Le iniziali preoccupazioni relative a potenziali ritardi si stanno dissipando, grazie a un’accelerazione degli sforzi e a una rinnovata vitalità nei cantieri dislocati in diverse località.
A margine della presentazione delle cerimonie inaugurali e conclusive dei Giochi, il Commissario Straordinario, Giuseppe Fasiol, ha delineato la situazione attuale, sottolineando l’importanza di un monitoraggio costante e di un’azione coordinata.
“Abbiamo assistito a delle sfide, ma la capacità di ripresa e l’impegno profuso hanno permesso di recuperare terreno e di garantire un’attività intensa e produttiva in tutti i siti”, ha affermato.
Il Commissario ha inoltre evidenziato un recente sopralluogo a Verona, luogo che, come molte altre città coinvolte, è cruciale per il successo dell’evento.
“Le verifiche sono state approfondite e continueranno fino al 5 marzo, garantendo un controllo rigoroso di ogni fase del processo”, ha spiegato, rimarcando l’attenzione ai dettagli e la volontà di prevenire ulteriori intoppi.
La dichiarazione del Commissario non si limita a una mera cronaca dei progressi: essa sottolinea una filosofia di gestione improntata alla responsabilità e alla trasparenza.

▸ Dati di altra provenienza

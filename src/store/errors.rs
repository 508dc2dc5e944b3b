//! Store-boundary error taxonomy.
//!
//! Failures are classified here, at the adapter boundary; nothing
//! downstream inspects error shapes at runtime.

use serde_json::Value;
use thiserror::Error;

/// Result type for store operations
pub type StoreResult<T> = Result<T, StoreError>;

/// Failures surfaced by a backing store.
#[derive(Debug, Clone, Error)]
pub enum StoreError {
    /// The backing transport answered with a structured failure; status
    /// and body travel to the client unchanged.
    #[error("backing store responded with status {status}")]
    Transport { status: u16, body: Value },

    /// The service-account key material could not be read or parsed.
    #[error("credentials unusable: {0}")]
    Credentials(String),

    /// Anything without a transport shape.
    #[error("{0}")]
    Internal(String),
}

impl StoreError {
    pub fn transport(status: u16, body: Value) -> Self {
        StoreError::Transport { status, body }
    }

    pub fn internal(detail: impl Into<String>) -> Self {
        StoreError::Internal(detail.into())
    }
}

#[cfg(test)]
mod tests {
    use super::*;
    use serde_json::json;

    #[test]
    fn test_transport_keeps_status_and_body() {
        let err = StoreError::transport(403, json!({"error": "forbidden"}));
        match err {
            StoreError::Transport { status, body } => {
                assert_eq!(status, 403);
                assert_eq!(body, json!({"error": "forbidden"}));
            }
            other => panic!("unexpected variant: {other:?}"),
        }
    }
}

Il riferimento alla successiva “consegna della parola agli atleti” non è solo una formalità, ma esprime il principio cardine che pone l’esperienza e le esigenze degli atleti al centro dell’organizzazione.
Si tratta di un riconoscimento del loro ruolo imprescindibile come protagonisti indiscussi, capaci di incarnare lo spirito dei Giochi e di ispirare il mondo con le loro storie di resilienza e determinazione.
La loro performance è l’obiettivo finale, e ogni intervento infrastrutturale deve essere calibrato per ottimizzare la loro esperienza e garantire un contesto competitivo e accogliente.
La promessa di un evento impeccabile non è solo una questione di infrastrutture, ma anche e soprattutto di rispetto per chi li rende possibili.